Las Islas Canarias empezaban a ser
la estación invernal que atrae hoy a todos los ricos de
la Tierra. Entonces ocurrió un suceso chistoso, recogido
por la leyenda, y base de gracioso adagio, popular en el
hermosísimo archipiélago.
Empezaban a construirse hoteles magníficos, casas deliciosas, entre las palmeras y las plantaciones de plátanos. Los puertos de Tenerife y Las Palmas iban siendo cada vez más visitados por los grandes barcos, de pasajeros y de carga, de las más potentes compañías de navegación del mundo. Las familias opulentas acudían a las islas maravillosas, levantando, junto a las playas doradas, hotelitos y villas rientes, cuando no palacios suntuosos.

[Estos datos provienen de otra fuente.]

use crate::ir::{
    Edge, EdgeSpec, Element, ElementId, ElementKind, ElementRef, End, Node, NodeSpec, Position,
};
use crate::selector::Selector;
use serde_json::Value;
use thiserror::Error;

/// Failures reported by a host graph.
#[derive(Debug, Clone, PartialEq, Error)]
pub enum GraphError {
    #[error("no element with id `{0}`")]
    NotFound(ElementId),

    #[error("an element with id `{0}` already exists")]
    DuplicateId(ElementId),

    #[error("node `{0}` is locked")]
    Locked(ElementId),

    #[error("element `{id}` is not a {expected}")]
    WrongKind { id: ElementId, expected: ElementKind },

    #[error("edge {end} `{id}` is not an existing node")]
    DanglingEndpoint { end: End, id: ElementId },
}

#[derive(Debug, Clone, Copy, PartialEq, Eq, Hash, PartialOrd, Ord)]
pub struct SubscriptionId(u64);

impl SubscriptionId {
    pub const fn new(raw: u64) -> Self {
        Self(raw)
    }

    pub const fn raw(self) -> u64 {
        self.0
    }
}

#[derive(Debug, Clone, Copy, PartialEq, Eq, Hash)]
pub enum EventKind {
    /// A node's position changed.
    Position,
    /// An element left the graph.
    Remove,
}

#[derive(Debug, Clone, PartialEq)]
pub enum GraphEvent {
    Position { node: ElementId, position: Position },
    /// Carries a snapshot; the element is no longer in the graph.
    Remove { element: Element },
}

impl GraphEvent {
    pub fn kind(&self) -> EventKind {
        match self {
            GraphEvent::Position { .. } => EventKind::Position,
            GraphEvent::Remove { .. } => EventKind::Remove,
        }
    }
}

/// One event delivered to one subscription.
#[derive(Debug, Clone, PartialEq)]
pub struct Notification {
    pub subscription: SubscriptionId,
    pub event: GraphEvent,
}

/// What the core needs from a host graph. Every edge endpoint held by the
/// host must name a node.
pub trait GraphAdapter {
    fn get(&self, id: &ElementId) -> Option<ElementRef<'_>>;

    /// Adds a node, generating an id when `spec.id` is `None`.
    fn add_node(&mut self, spec: NodeSpec) -> Result<ElementId, GraphError>;

    /// Adds an edge whose endpoints must both be existing nodes.
    fn add_edge(&mut self, spec: EdgeSpec) -> Result<ElementId, GraphError>;

    /// Removes an element. Removing a node removes its connected edges first.
    fn remove(&mut self, id: &ElementId) -> Result<Vec<Element>, GraphError>;

    fn set_attr(&mut self, id: &ElementId, key: &str, value: Value) -> Result<(), GraphError>;

    /// Fails with [`GraphError::Locked`] on a locked node.
    fn set_position(&mut self, id: &ElementId, position: Position) -> Result<(), GraphError>;

    fn set_locked(&mut self, id: &ElementId, locked: bool) -> Result<(), GraphError>;

    /// Geometric midpoint of an edge as currently drawn. May be undefined
    /// (NaN) when the drawing is degenerate.
    fn midpoint(&self, edge: &ElementId) -> Result<Position, GraphError>;

    /// Edges matching `selector` with `node` as source or target.
    fn connected_edges(&self, node: &ElementId, selector: &Selector) -> Vec<ElementId>;

    fn subscribe(&mut self, event: EventKind, selector: Selector) -> SubscriptionId;

    fn unsubscribe(&mut self, subscription: SubscriptionId) -> bool;

    /// Pops the oldest undelivered notification.
    fn next_notification(&mut self) -> Option<Notification>;

    fn contains(&self, id: &ElementId) -> bool {
        self.get(id).is_some()
    }

    fn node(&self, id: &ElementId) -> Option<&Node> {
        match self.get(id)? {
            ElementRef::Node(node) => Some(node),
            ElementRef::Edge(_) => None,
        }
    }

    fn edge(&self, id: &ElementId) -> Option<&Edge> {
        match self.get(id)? {
            ElementRef::Edge(edge) => Some(edge),
            ElementRef::Node(_) => None,
        }
    }

    fn position(&self, id: &ElementId) -> Option<Position> {
        self.node(id).map(|node| node.position)
    }
}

Entre éstos últimos destacaba, en las cercanías de Las Palmas, uno hermosísimo, perteneciente a una familia de la isla, enriquecida de modo prodigioso gracias a sus extensas plantaciones de plátanos y al comercio de exportación de otros frutos del archipiélago.
La familia millonaria, apellidada los Navarros, empezó a dar fiestas y comidas suntuosas. La dueña de la casa, Flora, era una dama hermosa y arrogante, inteligente y discreta. Se la conocía, entre el alto mundo, con el honroso apelativo de Flora la Bella.
Los banquetes de los Navarros se hicieron pronto algo proverbial, alabado con los más encomiásticos adjetivos, por cuantos tenían la dicha de asistir a ellos. Los dueños de la casa estaban cada día más satisfechos de esta fama, cuyo secreto era, aparte de la esplendidez y magnificencia, el tener a su servicio un cocinero chino. Los chinos - sabido es - son gente hábil y paciente donde la haya y, cuando se aplican con fe a aprender un oficio, nadie puede igualarles. Sobre todo, en el arte culinario no tienen rival. En todos los grandes hoteles del mundo, los cocineros son hijos del antiguo Celeste Imperio.
Lo que más celebraban los invitados y los mismos dueños de la casa, en las comidas de los Navarros, era cierto consomé que obligaba a todo el mundo a relamerse de gusto y reincidir sin hacerse de rogar: una sopa gelatinosa, aromada, de sabor exquisito y suculento.
Aquel consomé era la desesperación de todos los cocineros de las islas, de todos los cocineros de los grandes hoteles. Hasta miles de libras esterlinas llegó a ofrecer un inglés opulento de los que invernaban allí, si le revelaba el cocinero chino su secreto; pero el maestro se negaba en absoluto a revelarlo.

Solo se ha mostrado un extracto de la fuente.